Dataset entries:
//! The `text` plugin: concatenation, length and the string implementations
//! of `eq` and `ord`.

use std::rc::Rc;

use super::num::{binary, unary};
use crate::builder::{Expr, Lift};
use crate::error::{Fault, Outcome};
use crate::graph::{Node, TypeTag};
use crate::interp::{Cx, Fragment, Value, Visit};
use crate::plugin::{Plugin, TraitImpl};

const KINDS: &[&str] = &["text/concat", "text/len", "text/eq", "text/compare"];

/// The `text` plugin.
pub fn plugin() -> Plugin {
    Plugin::new("text", KINDS, Rc::new(TextFragment))
        .implements(TraitImpl::new("eq", TypeTag::String).op("eq", "text/eq"))
        .implements(TraitImpl::new("ord", TypeTag::String).op("compare", "text/compare"))
        .returns("text/concat", TypeTag::String)
        .returns("text/len", TypeTag::Number)
        .returns("text/eq", TypeTag::Boolean)
        .returns("text/compare", TypeTag::Number)
}

/// String constructors on expression handles.
pub trait TextOps<'b> {
    /// `self` followed by `other`.
    fn concat(self, other: impl Into<Lift<'b>>) -> Expr<'b>;
    /// Length in characters.
    fn len(self) -> Expr<'b>;
}

impl<'b> TextOps<'b> for Expr<'b> {
    fn concat(self, other: impl Into<Lift<'b>>) -> Expr<'b> {
        binary(self, "text/concat", other)
    }

    fn len(self) -> Expr<'b> {
        unary(self, "text/len")
    }
}

/// Interpreter for `text/*`.
#[derive(Debug, Default, Clone, Copy)]
pub struct TextFragment;

impl Fragment for TextFragment {
    fn name(&self) -> &str {
        "text"
    }

    fn kinds(&self) -> &[&'static str] {
        KINDS
    }

    fn visit(&self, node: Rc<Node>, cx: Cx) -> Visit {
        Visit::suspend(evaluate(node, cx))
    }
}

async fn evaluate(node: Rc<Node>, cx: Cx) -> Outcome {
    let kind = node.kind.as_str();
    let text = |value: Value| match value {
        Value::String(s) => Ok(s),
        other => Err(Fault::type_error(kind, "string", &other)),
    };
    if kind == "text/len" {
        let s = text(cx.recurse(node.child("operand")?).await?)?;
        return Ok(Value::from(s.chars().count()));
    }
    let left = text(cx.recurse(node.child("left")?).await?)?;
    let right = text(cx.recurse(node.child("right")?).await?)?;
    Ok(match kind {
        "text/concat" => Value::String(left + &right),
        "text/eq" => Value::Bool(left == right),
        _ => Value::Number(match left.cmp(&right) {
            std::cmp::Ordering::Less => -1.0,
            std::cmp::Ordering::Equal => 0.0,
            std::cmp::Ordering::Greater => 1.0,
        }),
    })
}

#[cfg(test)]
mod tests {
    use super::*;
    use crate::graph::Schema;
    use crate::plugin::PluginSet;
    use serde_json::json;

    #[test]
    fn string_ordering_and_concat_through_dispatch() {
        let plugins = PluginSet::standard().unwrap();
        let schema = Schema::record([("name", Schema::String)]);
        let program = plugins
            .build(schema, |b| {
                let name = b.input().get("name");
                b.record([
                    ("greeting", b.lift("hi ").concat(name).into()),
                    ("before", name.lt("zed").into()),
                    ("len", name.len().into()),
                ])
            })
            .unwrap();
        let out = plugins
            .interpreter()
            .unwrap()
            .run(&program, Value::from(json!({"name": "ada"})))
            .unwrap();
        assert_eq!(out, Value::from(json!({"greeting": "hi ada", "before": true, "len": 3})));
    }
}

> [THE TASK] Search the data for the string "Number" and copy out every line where it is found.

> [OUTPUT BELOW]
        .returns("text/len", TypeTag::Number)
        .returns("text/compare", TypeTag::Number)
        _ => Value::Number(match left.cmp(&right) {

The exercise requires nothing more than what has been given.